What makes hot fudge taste different? ›

Hot fudge is made by boiling together cream, sugar, chocolate, and sometimes butter—the traditional ingredients for fudge—into what is essentially just an undercooked, unset version of the confection. It differs from plain old chocolate sauce by virtue of being gooier and more viscous.

Does hot fudge sauce need to be refrigerated after opening? ›

Yes, we do encourage you to always follow the microwaving instructions on the label for our Hot Fudge Topping and to be sure to store this product in the refrigerator after it has been opened.

Why does hot fudge get hard when it cools? ›

Too cooked

This fudge was cooked to a temperature of 118 °C (244 °F). At this temperature, the sugar is too concentrated and there is not enough water left to form syrup around sugar crystals. The result is hard and brittle fudge. To save the fudge, put it in a saucepan with 45 to 60 ml (3 or 4 tbsp.)

How long does homemade fudge last in a container? ›

Typically, homemade fudge lasts about 1 to 2 weeks at room temperature, 2 to 3 weeks in the fridge, and up to 3 months in the freezer when stored in an airtight container.

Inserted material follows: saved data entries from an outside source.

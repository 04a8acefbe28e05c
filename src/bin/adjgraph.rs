//! Reads an edge list from stdin and runs one graph algorithm on it.
//!
//! Node ids on the command line and in the output are 1-based; `-1` marks "no solution".
//!
//! Usage:
//!   adjgraph --directed scc < graph.txt
//!   adjgraph --weighted zero-one 1 5 < graph.txt
//!   adjgraph -vv bridges < graph.txt

use std::{
    io::{self, BufRead, BufWriter, ErrorKind, Write},
    process::ExitCode,
};

use adjgraph::{algo::*, io::*, prelude::*};
use clap::{ArgAction, Parser, Subcommand, ValueEnum};
use itertools::Itertools;
use tracing::{Level, error, info};

/// Run graph algorithms on an edge list read from stdin.
#[derive(Parser, Debug)]
#[command(author, version, about, long_about = None)]
struct Cli {
    /// Storage backend of the graph
    #[arg(long, value_enum, default_value_t = Backend::List, global = true)]
    backend: Backend,

    /// Treat edges as directed
    #[arg(long, global = true)]
    directed: bool,

    /// Edge lines carry a third column with the weight
    #[arg(long, global = true)]
    weighted: bool,

    /// Increase log verbosity on stderr (-v info, -vv debug, -vvv trace)
    #[arg(short, long, action = ArgAction::Count, global = true)]
    verbose: u8,

    #[command(subcommand)]
    command: Command,
}

#[derive(Clone, Copy, Debug, PartialEq, Eq, ValueEnum)]
enum Backend {
    List,
    Matrix,
}

#[derive(Subcommand, Debug)]
enum Command {
    /// Path with the fewest edges from `s` to `t`
    Path { s: Node, t: Node },
    /// Edge distance of every node to the closest source
    Distances {
        #[arg(required = true)]
        sources: Vec<Node>,
    },
    /// Distance from `s` to `t` in a graph with weights 0 and 1
    ZeroOne { s: Node, t: Node },
    /// Two-coloring of an undirected graph
    Bipartite,
    /// Some cycle of the graph
    Cycle,
    /// Connected components (weakly connected for directed graphs)
    Components,
    /// Strongly connected component of every node
    Scc,
    /// Edge list of the condensation
    Condense {
        /// Print only the number of components without outgoing edges
        #[arg(long)]
        sinks: bool,
        /// Keep one condensed edge per original edge
        #[arg(long)]
        keep_parallel: bool,
    },
    /// Cut vertices of an undirected graph
    ArticulationPoints,
    /// Input positions of the bridges of an undirected graph
    Bridges,
    /// Eulerian trail using every edge once
    Euler,
}

fn main() -> ExitCode {
    let cli = Cli::parse();

    let level = match cli.verbose {
        0 => Level::WARN,
        1 => Level::INFO,
        2 => Level::DEBUG,
        _ => Level::TRACE,
    };
    tracing_subscriber::fmt()
        .with_writer(io::stderr)
        .with_max_level(level)
        .with_target(false)
        .init();

    let input = io::stdin().lock();
    let output = BufWriter::new(io::stdout().lock());

    match run(&cli, input, output) {
        Ok(()) => ExitCode::SUCCESS,
        Err(err) => {
            error!(%err, "aborted");
            eprintln!("adjgraph: {err}");
            ExitCode::FAILURE
        }
    }
}

/// Reads the graph from `input` and writes the result of the command to `out`
fn run<R: BufRead, W: Write>(cli: &Cli, input: R, mut out: W) -> io::Result<()> {
    let reader = EdgeListReader::new().weighted(cli.weighted);

    match (cli.backend, cli.directed) {
        (Backend::List, true) => {
            let graph: AdjList = reader.try_read_graph(input)?;
            run_directed(cli, &graph, &mut out)?;
        }
        (Backend::Matrix, true) => {
            let graph: AdjMatrix = reader.try_read_graph(input)?;
            run_directed(cli, &graph, &mut out)?;
        }
        (Backend::List, false) => {
            let graph: AdjListUndir = reader.try_read_graph(input)?;
            run_undirected(cli, &graph, &mut out)?;
        }
        (Backend::Matrix, false) => {
            let graph: AdjMatrixUndir = reader.try_read_graph(input)?;
            run_undirected(cli, &graph, &mut out)?;
        }
    }

    out.flush()
}

fn run_directed<G, W>(cli: &Cli, graph: &G, out: &mut W) -> io::Result<()>
where
    G: AdjacencyList + GraphEdgeOrder + GraphType<Dir = Directed>,
    W: Write,
{
    match &cli.command {
        Command::Components => write_components(out, &graph.weakly_connected_components()),
        Command::Scc => {
            let sccs = graph.strongly_connected_components();
            writeln!(out, "{}", sccs.number_of_components())?;
            writeln!(out, "{}", sccs.labels().iter().map(|c| c + 1).join(" "))
        }
        Command::Condense {
            sinks,
            keep_parallel,
        } => {
            let sccs = graph.strongly_connected_components();
            let condensation = Condensation::new(graph, &sccs).deduplicate(!keep_parallel);
            if *sinks {
                writeln!(out, "{}", condensation.sink_components().len())
            } else {
                EdgeListWriter::new()
                    .weighted(cli.weighted)
                    .try_write_graph(&condensation.build(), out)
            }
        }
        Command::Bipartite | Command::ArticulationPoints | Command::Bridges => Err(
            io::Error::new(ErrorKind::InvalidInput, "this command needs an undirected graph"),
        ),
        _ => run_common(cli, graph, out),
    }
}

fn run_undirected<G, W>(cli: &Cli, graph: &G, out: &mut W) -> io::Result<()>
where
    G: AdjacencyList + GraphEdgeOrder + GraphType<Dir = Undirected>,
    W: Write,
{
    match &cli.command {
        Command::Components => write_components(
            out,
            &sort_components(graph.connected_components().collect()),
        ),
        Command::Bipartite => match graph.compute_bipartition::<NodeBitSet>() {
            Some(bipartition) => writeln!(
                out,
                "{}",
                graph
                    .vertices()
                    .map(|u| if bipartition.is_on_left_side(u) { 1 } else { 2 })
                    .join(" ")
            ),
            None => writeln!(out, "-1"),
        },
        Command::ArticulationPoints => {
            let aps = graph.compute_articulation_points();
            writeln!(out, "{}", aps.cardinality())?;
            write_nodes(out, aps.iter_set_bits())
        }
        Command::Bridges => {
            let bridges = graph.compute_bridges();
            writeln!(out, "{}", bridges.len())?;
            writeln!(out, "{}", bridges.iter().map(|b| b.id + 1).join(" "))
        }
        Command::Scc | Command::Condense { .. } => Err(io::Error::new(
            ErrorKind::InvalidInput,
            "this command needs a directed graph (--directed)",
        )),
        _ => run_common(cli, graph, out),
    }
}

fn run_common<G, W>(cli: &Cli, graph: &G, out: &mut W) -> io::Result<()>
where
    G: AdjacencyList + GraphEdgeOrder + GraphType,
    W: Write,
{
    match &cli.command {
        Command::Path { s, t } => {
            match graph.shortest_path(node_arg(graph, *s)?, node_arg(graph, *t)?) {
                Some(path) => {
                    writeln!(out, "{}", path.len() - 1)?;
                    write_nodes(out, path)
                }
                None => writeln!(out, "-1"),
            }
        }
        Command::Distances { sources } => {
            let sources: Vec<Node> = sources
                .iter()
                .map(|s| node_arg(graph, *s))
                .collect::<io::Result<_>>()?;
            let tree = graph.bfs_distances(sources);
            writeln!(
                out,
                "{}",
                tree.distances()
                    .iter()
                    .map(|d| d.map_or_else(|| "-1".to_string(), |d| d.to_string()))
                    .join(" ")
            )
        }
        Command::ZeroOne { s, t } => {
            let tree = graph.zero_one_distances([node_arg(graph, *s)?])?;
            match tree.distance_to(node_arg(graph, *t)?) {
                Some(d) => writeln!(out, "{d}"),
                None => writeln!(out, "-1"),
            }
        }
        Command::Cycle => match graph.find_cycle() {
            Some(cycle) => {
                writeln!(out, "{}", cycle.len() - 1)?;
                write_nodes(out, cycle)
            }
            None => writeln!(out, "-1"),
        },
        Command::Euler => match graph.eulerian_trail() {
            Some(trail) => write_nodes(out, trail),
            None => writeln!(out, "-1"),
        },
        command => {
            info!(?command, "not available for this graph type");
            Err(io::Error::new(
                ErrorKind::InvalidInput,
                "command not available for this graph type",
            ))
        }
    }
}

/// Converts a 1-based node id given on the command line
fn node_arg<G: GraphNodeOrder>(graph: &G, u: Node) -> io::Result<Node> {
    if u == 0 || u > graph.number_of_nodes() {
        return Err(io::Error::new(
            ErrorKind::InvalidInput,
            format!("node {u} is not in 1..={}", graph.number_of_nodes()),
        ));
    }
    Ok(u - 1)
}

fn write_nodes<W: Write>(out: &mut W, nodes: impl IntoIterator<Item = Node>) -> io::Result<()> {
    writeln!(out, "{}", nodes.into_iter().map(|u| u + 1).join(" "))
}

fn write_components<W: Write>(out: &mut W, components: &[Vec<Node>]) -> io::Result<()> {
    writeln!(out, "{}", components.len())?;
    for component in components {
        write_nodes(out, component.iter().copied())?;
    }
    Ok(())
}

How long does it take for fudge to get bad? ›

Fudge is best stored at room temperature for 2 to 3 weeks wrapped up in its original wax paper. NEVER REFRIGERATE your fudge as this will draw out the moisture and leave you with dry, crumbly fudge.

How to store leftover hot fudge? ›

If you have leftover fudge, store it in the fridge in an airtight container or wrap it tightly with plastic wrap. Alternatively, you can also freeze the fudge in an airtight container or freezer bag.

How long does old fashioned fudge last? ›

The best way to store fudge is cut into squares and placed in an airtight container. You can store fudge at room temperature for up to two weeks or in the refrigerator for up to three weeks. Be sure to place a piece of parchment paper or aluminum foil between each layer of fudge in the container.

Can you heat and reheat hot fudge? ›

Use right away or store in a sealed container in the fridge. Reheat in the microwave just as when you first made it or immersed halfway in a simmering pot of water.